By Shawki Allam
Mar 24, 2015
Every Muslim has been in utter shock since the senseless, appalling and cowardly attack on Charlie Hebdo in Paris two months ago. This horrific attack is a complete violation of Islamic law and norms, and the perpetrators are in no way representatives of the Muslim people or the religion of Islam.
God upholds the sanctity of life as a universal principle. “And do not kill one another, for God is indeed merciful unto you,” says the Quran (4:29). Islam views murder as both a crime by law in this world and as major sin punishable in the afterlife as well. The prophet Muhammad said: “The first cases to be decided among the people on the day of judgment will be those of bloodshed.”
This is in keeping with the best of Muslim tradition, which abhors terror and violence.
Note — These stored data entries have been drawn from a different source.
#[cfg(test)]
mod tests {
    use super::*;
    use sequent_core::{Request, request_set};
    use sequent_std::{
        executors::InlineExecutor,
        testing::{ManualExecutor, Observed, RecordingObserver},
    };
    use std::panic::{AssertUnwindSafe, catch_unwind};

    #[derive(Debug)]
    struct Ping;

    impl Request for Ping {
        type Output = u8;
    }

    #[derive(Debug)]
    struct Pong;

    impl Request for Pong {
        type Output = u8;
    }

    request_set! {
        enum Signal: SignalKind => SignalOutput {
            Ping(Ping),
            Pong(Pong),
        }
    }

    type Manual = Arc<ManualExecutor<Signal, &'static str>>;

    fn sequence() -> (Manual, Sequence<Signal, Manual>) {
        let executor = Arc::new(ManualExecutor::new());
        (executor.clone(), Sequence::new(executor))
    }

    #[test]
    fn test_states_through_one_request() {
        let (executor, sequence) = sequence();
        sequence.on_success::<Ping>(|_, _| Ok(()));
        assert_eq!(sequence.state(), SequenceState::Idle);

        sequence.attach(Ping).unwrap();
        assert_eq!(sequence.state(), SequenceState::Waiting);
        assert_eq!(sequence.pending_kind(), Some(SignalKind::Ping));

        sequence.start().unwrap();
        assert_eq!(sequence.state(), SequenceState::InFlight);
        assert!(sequence.is_armed());

        executor.succeed_next_as::<Ping>(1).unwrap();
        assert_eq!(sequence.state(), SequenceState::Armed);
        assert_eq!(sequence.pending_kind(), None);
    }

    #[test]
    fn test_state_is_resolving_inside_handler() {
        let (executor, sequence) = sequence();
        let seen = Arc::new(Mutex::new(None));
        let slot = seen.clone();
        sequence.on_success::<Ping>(move |seq, _| {
            *slot.lock().unwrap() = Some(seq.state());
            Ok(())
        });

        sequence.attach(Ping).unwrap();
        sequence.start().unwrap();
        executor.succeed_next_as::<Ping>(0).unwrap();

        assert_eq!(*seen.lock().unwrap(), Some(SequenceState::Resolving));
        assert_eq!(sequence.state(), SequenceState::Armed);
    }

    #[test]
    fn test_start_while_in_flight_submits_nothing() {
        let (executor, sequence) = sequence();
        sequence.attach(Ping).unwrap();
        sequence.start().unwrap();
        sequence.start().unwrap();
        assert_eq!(executor.submitted_count(), 1);
    }

    #[test]
    fn test_stale_completion_is_ignored() {
        let (executor, sequence) = sequence();
        sequence.on_success::<Ping>(|_, _| Ok(()));
        sequence.attach(Ping).unwrap();
        sequence.start().unwrap();

        let inner = Arc::clone(&sequence.inner);
        let stale = Sequence { inner };
        assert!(stale.resolve(99, Ok(SignalOutput::Ping(0))).is_ok());
        assert_eq!(sequence.state(), SequenceState::InFlight);

        executor.succeed_next_as::<Ping>(0).unwrap();
        assert_eq!(sequence.state(), SequenceState::Armed);
    }

    #[test]
    fn test_output_of_wrong_kind_is_fatal() {
        let (executor, sequence) = sequence();
        sequence.on_success::<Ping>(|_, _| Ok(()));
        sequence.attach(Ping).unwrap();
        sequence.start().unwrap();

        let err = executor.succeed_next_as::<Pong>(0).unwrap_err();
        assert!(matches!(err, SequenceError::OutputMismatch { .. }));
        assert!(err.is_fatal());
        assert_eq!(sequence.pending_kind(), None);
    }

    #[test]
    fn test_clear_default_failure_handler() {
        let (executor, sequence) = sequence();
        sequence.set_default_failure_handler(|_, _| Ok(()));
        assert!(sequence.has_default_failure_handler());
        sequence.clear_default_failure_handler();
        assert!(!sequence.has_default_failure_handler());

        sequence.attach(Pong).unwrap();
        sequence.start().unwrap();
        let err = executor.fail_next("down").unwrap_err();
        assert!(matches!(err, SequenceError::UnhandledFailure { .. }));
    }

    #[test]
    fn test_dropped_sequence_ignores_completion() {
        let (executor, sequence) = sequence();
        sequence.attach(Ping).unwrap();
        sequence.start().unwrap();
        drop(sequence);

        assert!(executor.succeed_next_as::<Ping>(0).is_ok());
    }

    #[test]
    fn test_mismatched_output_is_not_reported_as_success() {
        let executor: Manual = Arc::new(ManualExecutor::new());
        let recorder = RecordingObserver::<SignalKind>::new();
        let sequence = Sequence::builder(executor.clone())
            .on_success::<Ping>(|_, _| Ok(()))
            .observe(recorder.clone())
            .build();

        sequence.attach(Ping).unwrap();
        sequence.start().unwrap();
        assert!(executor.succeed_next_as::<Pong>(0).is_err());

        assert_eq!(recorder.events(), vec![Observed::Dispatched(SignalKind::Ping)]);
    }

    #[test]
    fn test_fold_verdict_prefers_first_then_fatal() {
        let handler = || SequenceError::Handler("boom".into());
        let fatal = || SequenceError::UnhandledSuccess { kind: "Ping".into() };

        assert!(fold_verdict(Ok(()), Ok(())).is_ok());
        assert!(matches!(
            fold_verdict(Ok(()), Err(handler())),
            Err(SequenceError::Handler(_))
        ));
        assert!(matches!(
            fold_verdict(Err(SequenceError::NotReady), Err(handler())),
            Err(SequenceError::NotReady)
        ));
        assert!(matches!(
            fold_verdict(Err(handler()), Err(fatal())),
            Err(SequenceError::UnhandledSuccess { .. })
        ));
        assert!(matches!(
            fold_verdict(Err(fatal()), Err(handler())),
            Err(SequenceError::UnhandledSuccess { .. })
        ));
    }

    #[test]
    fn test_nested_attach_is_queued_for_running_dispatch() {
        let sequence = Sequence::<Signal, _>::new(InlineExecutor::new(|request: Signal| {
            Ok::<_, &'static str>(match request {
                Signal::Ping(_) => SignalOutput::Ping(1),
                Signal::Pong(_) => SignalOutput::Pong(2),
            })
        }));
        let seen = Arc::new(Mutex::new(Vec::new()));

        let log = seen.clone();
        sequence.on_success::<Ping>(move |seq, _| {
            seq.attach(Pong)?;
            // Not yet submitted: the outer dispatch is still inside `submit`.
            log.lock().unwrap().push(seq.state());
            Ok(())
        });
        sequence.on_success::<Pong>(|_, _| Ok(()));

        sequence.attach(Ping).unwrap();
        sequence.start().unwrap();

        assert_eq!(*seen.lock().unwrap(), vec![SequenceState::InFlight]);
        assert_eq!(sequence.state(), SequenceState::Armed);
    }

    #[test]
    fn test_panicking_handler_releases_dispatch() {
        let sequence = Sequence::<Signal, _>::new(InlineExecutor::new(|request: Signal| {
            Ok::<_, &'static str>(match request {
                Signal::Ping(_) => SignalOutput::Ping(1),
                Signal::Pong(_) => SignalOutput::Pong(2),
            })
        }));
        sequence.on_success::<Ping>(|seq, _| {
            seq.attach(Pong)?;
            panic!("handler bug");
        });
        sequence.on_success::<Pong>(|_, _| Ok(()));

        sequence.attach(Ping).unwrap();
        let outcome = catch_unwind(AssertUnwindSafe(|| sequence.start()));
        assert!(outcome.is_err());

        assert_eq!(sequence.pending_kind(), None);
        sequence.attach(Pong).unwrap();
        assert_eq!(sequence.state(), SequenceState::Armed);
    }
}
This lesson is best contained in the example of the prophet Muhammad himself, whose honourable birth was celebrated by 1.6 billion Muslims last month.
For Muslims, the prophet Muhammad is the beacon of mercy, the sparkle of compassion, the spring of wisdom and the perfect guide in their journey towards God.
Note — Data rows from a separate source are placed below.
//! Testing utilities for Sequent.
//!
//! This module provides collaborators that make sequences easy to drive from
//! tests.
//!
//! # Features
//!
//! - [`ManualExecutor`]: records submissions and resolves them only when told to
//! - [`RecordingObserver`]: records every diagnostic event it receives

use crate::executors::ReadyHandle;
use sequent_core::{Completion, Executor, Member, Observer, RequestSet, SequenceError};
use std::{
    collections::VecDeque,
    fmt::Debug,
    sync::{
        Arc, Mutex,
        atomic::{AtomicUsize, Ordering},
    },
};

// ============================================================================
// Manual Executor
// ============================================================================

/// A request handed to a [`ManualExecutor`] and not yet resolved.
pub struct Submission<S: RequestSet, E> {
    /// The submitted request.
    pub request: S,
    completion: Completion<S::Output, E>,
}

impl<S: RequestSet, E> Submission<S, E> {
    /// The kind of the submitted request.
    pub fn kind(&self) -> S::Kind {
        self.request.kind()
    }

    /// Resolve with an arbitrary result.
    pub fn complete(self, result: Result<S::Output, E>) -> Result<(), SequenceError> {
        self.completion.complete(result)
    }

    /// Resolve successfully.
    pub fn succeed(self, output: S::Output) -> Result<(), SequenceError> {
        self.completion.succeed(output)
    }

    /// Resolve with a failure.
    pub fn fail(self, error: E) -> Result<(), SequenceError> {
        self.completion.fail(error)
    }
}

/// An executor that holds submissions until the test resolves them.
///
/// Share it with the sequence through an `Arc` to keep a handle in the test.
///
/// # Example
///
/// ```rust,ignore
/// let executor = Arc::new(ManualExecutor::<ApiRequest, ApiError>::new());
/// let sequence = Sequence::new(executor.clone());
///
/// sequence.attach(FetchProfile { user_id: 1 })?;
/// sequence.start()?;
/// assert_eq!(executor.submitted_count(), 1);
///
/// executor.succeed_next_as::<FetchProfile>(profile)?;
/// ```
pub struct ManualExecutor<S: RequestSet, E> {
    queue: Mutex<VecDeque<Submission<S, E>>>,
    submitted: AtomicUsize,
    ready: ReadyHandle,
}

impl<S: RequestSet, E> ManualExecutor<S, E> {
    /// Create a new, ready executor.
    pub fn new() -> Self {
        Self {
            queue: Mutex::new(VecDeque::new()),
            submitted: AtomicUsize::new(0),
            ready: ReadyHandle::default(),
        }
    }

    /// Get a handle for pausing the executor.
    pub fn ready_handle(&self) -> ReadyHandle {
        self.ready.clone()
    }

    /// Total number of `submit` calls so far.
    pub fn submitted_count(&self) -> usize {
        self.submitted.load(Ordering::SeqCst)
    }

    /// Number of submissions waiting to be resolved.
    pub fn unresolved(&self) -> usize {
        self.queue.lock().unwrap().len()
    }

    /// The kind of the oldest unresolved submission.
    pub fn next_kind(&self) -> Option<S::Kind> {
        self.queue.lock().unwrap().front().map(Submission::kind)
    }

    /// Remove the oldest unresolved submission.
    pub fn take_next(&self) -> Option<Submission<S, E>> {
        self.queue.lock().unwrap().pop_front()
    }

    /// Resolve the oldest submission with `result`.
    ///
    /// # Panics
    ///
    /// Panics if nothing is waiting to be resolved.
    pub fn resolve_next(&self, result: Result<S::Output, E>) -> Result<(), SequenceError> {
        // The queue lock is released before resolving; handlers may submit again.
        let submission = self
            .take_next()
            .expect("ManualExecutor has no unresolved submission");
        submission.complete(result)
    }

    /// Resolve the oldest submission successfully.
    pub fn succeed_next(&self, output: S::Output) -> Result<(), SequenceError> {
        self.resolve_next(Ok(output))
    }

    /// Resolve the oldest submission with the output of request type `M`.
    pub fn succeed_next_as<M: Member<S>>(&self, output: M::Output) -> Result<(), SequenceError> {
        self.resolve_next(Ok(M::into_output(output)))
    }

    /// Resolve the oldest submission with a failure.
    pub fn fail_next(&self, error: E) -> Result<(), SequenceError> {
        self.resolve_next(Err(error))
    }
}

impl<S: RequestSet, E> Default for ManualExecutor<S, E> {
    fn default() -> Self {
        Self::new()
    }
}

impl<S, E> Executor<S> for ManualExecutor<S, E>
where
    S: RequestSet,
    E: Debug + Send + 'static,
{
    type Error = E;

    fn is_ready(&self) -> bool {
        self.ready.is_ready()
    }

    fn submit(
        &self,
        request: S,
        completion: Completion<S::Output, E>,
    ) -> Result<(), SequenceError> {
        self.submitted.fetch_add(1, Ordering::SeqCst);
        self.ready.admit();
        self.queue.lock().unwrap().push_back(Submission {
            request,
            completion,
        });
        Ok(())
    }
}

// ============================================================================
// Recording Observer
// ============================================================================

/// A diagnostic event captured by a [`RecordingObserver`].
#[derive(Debug, Clone, Copy, PartialEq, Eq)]
pub enum Observed<K> {
    /// A request was handed to the executor.
    Dispatched(K),
    /// A request resolved successfully.
    Succeeded(K),
    /// A request resolved with a failure.
    Failed {
        /// Kind of the failed request.
        kind: K,
        /// Whether a failure handler was registered for that kind.
        had_specific_handler: bool,
    },
}

/// An observer that records all events it receives.
///
/// # Example
///
/// ```rust,ignore
/// let recorder = RecordingObserver::new();
/// let sequence = SequenceBuilder::new(executor).observe(recorder.clone()).build();
///
/// // ... drive the sequence ...
///
/// assert_eq!(recorder.events()[0], Observed::Dispatched(ApiKind::FetchProfile));
/// ```
pub struct RecordingObserver<K> {
    events: Arc<Mutex<Vec<Observed<K>>>>,
}

impl<K: Clone> RecordingObserver<K> {
    /// Create a new recording observer.
    pub fn new() -> Self {
        Self {
            events: Arc::new(Mutex::new(Vec::new())),
        }
    }

    /// Get a clone of the recorded events.
    pub fn events(&self) -> Vec<Observed<K>> {
        self.events.lock().unwrap().clone()
    }

    /// Get the number of recorded events.
    pub fn count(&self) -> usize {
        self.events.lock().unwrap().len()
    }

    /// Clear all recorded events.
    pub fn clear(&self) {
        self.events.lock().unwrap().clear();
    }

    fn record(&self, event: Observed<K>) {
        self.events.lock().unwrap().push(event);
    }
}

impl<K: Clone> Default for RecordingObserver<K> {
    fn default() -> Self {
        Self::new()
    }
}

impl<K> Clone for RecordingObserver<K> {
    fn clone(&self) -> Self {
        Self {
            events: self.events.clone(),
        }
    }
}

impl<S: RequestSet, E> Observer<S, E> for RecordingObserver<S::Kind> {
    fn on_dispatch(&self, kind: S::Kind) {
        self.record(Observed::Dispatched(kind));
    }

    fn on_success(&self, kind: S::Kind, _output: &S::Output) {
        self.record(Observed::Succeeded(kind));
    }

    fn on_failure(&self, kind: S::Kind, _error: &E, had_specific_handler: bool) {
        self.record(Observed::Failed {
            kind,
            had_specific_handler,
        });
    }
}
Ironically, the fanatics and extremists right now have reduced the prophetic example to a set of rituals, crooked projections and warped logic that runs counter to the true essence and mission of the prophet.
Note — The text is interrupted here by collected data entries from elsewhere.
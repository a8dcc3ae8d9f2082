//! `#[derive(Request)]`.

use proc_macro::TokenStream;
use quote::quote;
use syn::{
    DeriveInput, Ident, Token, Type,
    parse::{Parse, ParseStream},
    parse_macro_input,
};

/// Arguments of the `#[request(...)]` attribute.
pub(crate) struct RequestArgs {
    pub output: Option<Type>,
}

impl Parse for RequestArgs {
    fn parse(input: ParseStream) -> syn::Result<Self> {
        let mut output = None;

        while !input.is_empty() {
            let ident: Ident = input.parse()?;
            input.parse::<Token![=]>()?;

            match ident.to_string().as_str() {
                "output" => {
                    if output.is_some() {
                        return Err(syn::Error::new(ident.span(), "duplicate `output`"));
                    }
                    output = Some(input.parse()?);
                }
                other => {
                    return Err(syn::Error::new(
                        ident.span(),
                        format!("unknown attribute: {}", other),
                    ));
                }
            }

            if input.peek(Token![,]) {
                input.parse::<Token![,]>()?;
            }
        }

        Ok(RequestArgs { output })
    }
}

pub(crate) fn derive_request(input: TokenStream) -> TokenStream {
    let input = parse_macro_input!(input as DeriveInput);
    match expand(&input) {
        Ok(expanded) => expanded.into(),
        Err(err) => err.to_compile_error().into(),
    }
}

fn expand(input: &DeriveInput) -> syn::Result<proc_macro2::TokenStream> {
    let mut output = None;
    for attr in input.attrs.iter().filter(|a| a.path().is_ident("request")) {
        let args: RequestArgs = attr.parse_args()?;
        if let Some(ty) = args.output {
            if output.is_some() {
                return Err(syn::Error::new_spanned(attr, "duplicate `output`"));
            }
            output = Some(ty);
        }
    }

    // No output declared means the request only reports completion.
    let output = output.unwrap_or_else(|| syn::parse_quote!(()));

    let name = &input.ident;
    let (impl_generics, ty_generics, where_clause) = input.generics.split_for_impl();

    Ok(quote! {
        impl #impl_generics ::sequent::Request for #name #ty_generics #where_clause {
            type Output = #output;
        }
    })
}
They have reduced Islam to slitting throats, burning schools and oppressing women, and killing religious minorities, terrorising and violating the human rights of people in the most blatant manner possible.
They ignore the prophet’s example, which is extremely well documented and indisputable. They fail to comprehend that faith is ultimately geared towards inculcating a relationship with God, and that cannot be complete unless humans inculcate the divine attributes of mercy, compassion and kindness and treat their fellow human beings accordingly.
The prophet Muhammad was repeatedly subjected to the worst treatment by his enemies, only to consistently disregard those insults and instead take the path of forgiveness, mercy and compassion.
This is why he is known to Muslims as “the mercy to all worlds”. Indeed, this example is most succinctly summarised in the Quran itself, which instructs believers as follows: “The good deed and the evil deed are not alike. Repel the evil deed with the one which is better.”
The world is sorely in need of such lessons, which represent the authentic teachings of the Koran and the prophet of Islam. It is important to separate these noble messages from those that are bandied about by those who have no competencies in religious interpretation, Koranic hermeneutics or the history of Islamic thought.
Unfortunately, the current state of the Muslim world is such that institutions and structures of legitimate authority have been challenged to such an extent that inflammatory rhetoric has taken the place of thoughtful analysis as a motivator of action and a guide for religious sentiment.
Let me be clear by reiterating that Islam is utterly against extremism and terrorism, but unless we understand the factors that provide a rationalisation for terrorism and extremism we will never be able to eradicate this scourge. This must be understood in order to build a better future, which can bring an end to this grave situation that is destroying the world.
However, it was unfortunate to see hasty responses and reactions that immediately jumped on the Islamic faith within minutes of the first news reports of the incident. Blaming an entire religion because of the acts of not-well men is patently unfair and serves no purpose.
It is important for us at this time of great sadness to stand together and process this horrific incident in a way that is fair and reasonable. It is important that we do not demonise Muslims without cause, not because it is good for Muslims but because our future ability to co-exist in peace depends on it.
We are today in desperate need of serious religious leaders who engage with the reality of the modern world, complete with its challenges and difficulties, in order to create an environment in which people can co-exist. This must be a joint effort from members of all faith groups and cultures.